◆ Collected data entries
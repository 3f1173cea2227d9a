//! Index statistics for carestore.
//!
//! This module provides statistics tracking for indexes.

/// Statistics for an index.
#[derive(Clone, Debug, Default, PartialEq, Eq)]
pub struct IndexStats {
    /// Total number of (key, id) entries in the index.
    total_rows: usize,
}

impl IndexStats {
    /// Creates a new empty stats instance.
    pub fn new() -> Self {
        Self::default()
    }

    /// Returns the total number of entries.
    pub fn total_rows(&self) -> usize {
        self.total_rows
    }

    /// Increments the entry count by the given amount.
    pub fn add_rows(&mut self, count: usize) {
        self.total_rows += count;
    }

    /// Decrements the entry count by the given amount.
    pub fn remove_rows(&mut self, count: usize) {
        self.total_rows = self.total_rows.saturating_sub(count);
    }
}
//! Index trait definitions for carestore.
//!
//! This module defines the core `Index` trait that all index implementations must satisfy.

use carestore_core::RowId;
use std::collections::BTreeSet;
use thiserror::Error;

/// Core trait for all index implementations.
pub trait Index<K> {
    /// Adds a key-id pair to the index.
    /// For unique indexes, this fails if the key is already held by another id.
    fn add(&mut self, key: K, value: RowId) -> Result<(), IndexError>;

    /// Gets all row IDs associated with a key, in ascending order.
    fn get(&self, key: &K) -> BTreeSet<RowId>;

    /// Removes a key (and optionally a specific value) from the index.
    /// If value is None, removes all values for the key.
    fn remove(&mut self, key: &K, value: Option<RowId>);

    /// Checks if the index contains the given key.
    fn contains_key(&self, key: &K) -> bool;

    /// Checks if the index maps `key` to `value`.
    fn contains(&self, key: &K, value: RowId) -> bool;

    /// Returns the number of (key, id) entries in the index.
    fn len(&self) -> usize;

    /// Returns true if the index is empty.
    fn is_empty(&self) -> bool {
        self.len() == 0
    }
}

/// Error type for index operations.
#[derive(Clone, Debug, PartialEq, Eq, Error)]
pub enum IndexError {
    /// Attempted to insert a duplicate key in a unique index.
    #[error("Duplicate key in unique index")]
    DuplicateKey,
}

◆ Assignment
What you give back should be exactly the lines of the entries above from the one containing "fn contains_key(&self, key: &K) -> bool;" to the end, and nothing more.

◆ Solution to the problem
    fn contains_key(&self, key: &K) -> bool;

    /// Checks if the index maps `key` to `value`.
    fn contains(&self, key: &K, value: RowId) -> bool;

    /// Returns the number of (key, id) entries in the index.
    fn len(&self) -> usize;

    /// Returns true if the index is empty.
    fn is_empty(&self) -> bool {
        self.len() == 0
    }
}

/// Error type for index operations.
#[derive(Clone, Debug, PartialEq, Eq, Error)]
pub enum IndexError {
    /// Attempted to insert a duplicate key in a unique index.
    #[error("Duplicate key in unique index")]
    DuplicateKey,
}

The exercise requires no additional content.